• **Problem**
Go to the line containing "pub struct CheckOutcome" in the records below and print it and every following line exactly, on through the line containing "of records validated", then stop.

• **Stored data entries**
• • • • •
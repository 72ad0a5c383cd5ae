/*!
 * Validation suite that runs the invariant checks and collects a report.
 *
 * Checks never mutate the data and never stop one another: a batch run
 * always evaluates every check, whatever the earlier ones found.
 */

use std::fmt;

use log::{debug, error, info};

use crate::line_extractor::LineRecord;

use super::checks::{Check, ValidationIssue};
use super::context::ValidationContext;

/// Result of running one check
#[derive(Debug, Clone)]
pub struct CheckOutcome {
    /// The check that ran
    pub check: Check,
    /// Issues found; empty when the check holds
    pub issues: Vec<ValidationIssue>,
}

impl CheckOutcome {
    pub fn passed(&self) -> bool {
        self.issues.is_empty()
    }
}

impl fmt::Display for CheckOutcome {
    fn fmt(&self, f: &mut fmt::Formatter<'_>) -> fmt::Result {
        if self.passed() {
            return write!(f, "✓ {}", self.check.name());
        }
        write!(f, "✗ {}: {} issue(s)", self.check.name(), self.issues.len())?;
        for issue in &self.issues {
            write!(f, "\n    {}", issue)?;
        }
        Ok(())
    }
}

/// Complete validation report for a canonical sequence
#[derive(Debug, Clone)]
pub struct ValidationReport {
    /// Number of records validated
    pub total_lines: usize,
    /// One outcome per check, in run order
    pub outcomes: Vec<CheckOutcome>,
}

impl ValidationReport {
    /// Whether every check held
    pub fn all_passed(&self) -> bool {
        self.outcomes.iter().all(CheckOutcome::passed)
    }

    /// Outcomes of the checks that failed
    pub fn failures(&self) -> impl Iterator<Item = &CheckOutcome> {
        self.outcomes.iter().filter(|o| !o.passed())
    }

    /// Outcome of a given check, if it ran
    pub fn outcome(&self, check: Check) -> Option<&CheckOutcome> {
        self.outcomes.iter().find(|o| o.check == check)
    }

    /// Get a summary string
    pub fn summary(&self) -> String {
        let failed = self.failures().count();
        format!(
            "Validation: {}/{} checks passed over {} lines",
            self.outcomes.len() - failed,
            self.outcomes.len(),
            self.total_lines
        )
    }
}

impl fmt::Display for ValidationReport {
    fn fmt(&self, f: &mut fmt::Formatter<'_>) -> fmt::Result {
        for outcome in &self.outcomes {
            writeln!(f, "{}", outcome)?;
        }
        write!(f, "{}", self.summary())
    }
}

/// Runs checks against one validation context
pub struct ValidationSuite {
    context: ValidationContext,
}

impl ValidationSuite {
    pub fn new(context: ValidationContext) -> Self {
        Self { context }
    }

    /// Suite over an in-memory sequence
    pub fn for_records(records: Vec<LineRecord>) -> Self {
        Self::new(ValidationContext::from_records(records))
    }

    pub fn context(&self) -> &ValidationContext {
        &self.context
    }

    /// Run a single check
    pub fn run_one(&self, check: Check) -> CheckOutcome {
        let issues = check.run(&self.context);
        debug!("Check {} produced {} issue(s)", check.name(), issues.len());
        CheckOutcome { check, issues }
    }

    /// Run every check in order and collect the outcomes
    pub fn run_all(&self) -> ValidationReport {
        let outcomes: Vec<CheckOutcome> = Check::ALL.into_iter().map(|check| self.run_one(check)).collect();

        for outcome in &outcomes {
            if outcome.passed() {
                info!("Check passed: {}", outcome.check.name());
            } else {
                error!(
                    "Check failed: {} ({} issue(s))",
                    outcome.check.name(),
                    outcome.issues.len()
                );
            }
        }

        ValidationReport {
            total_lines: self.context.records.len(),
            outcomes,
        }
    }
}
• • • • •
• **Response to this exercise**
pub struct CheckOutcome {
    /// The check that ran
    pub check: Check,
    /// Issues found; empty when the check holds
    pub issues: Vec<ValidationIssue>,
}

impl CheckOutcome {
    pub fn passed(&self) -> bool {
        self.issues.is_empty()
    }
}

impl fmt::Display for CheckOutcome {
    fn fmt(&self, f: &mut fmt::Formatter<'_>) -> fmt::Result {
        if self.passed() {
            return write!(f, "✓ {}", self.check.name());
        }
        write!(f, "✗ {}: {} issue(s)", self.check.name(), self.issues.len())?;
        for issue in &self.issues {
            write!(f, "\n    {}", issue)?;
        }
        Ok(())
    }
}

/// Complete validation report for a canonical sequence
#[derive(Debug, Clone)]
pub struct ValidationReport {
    /// Number of records validated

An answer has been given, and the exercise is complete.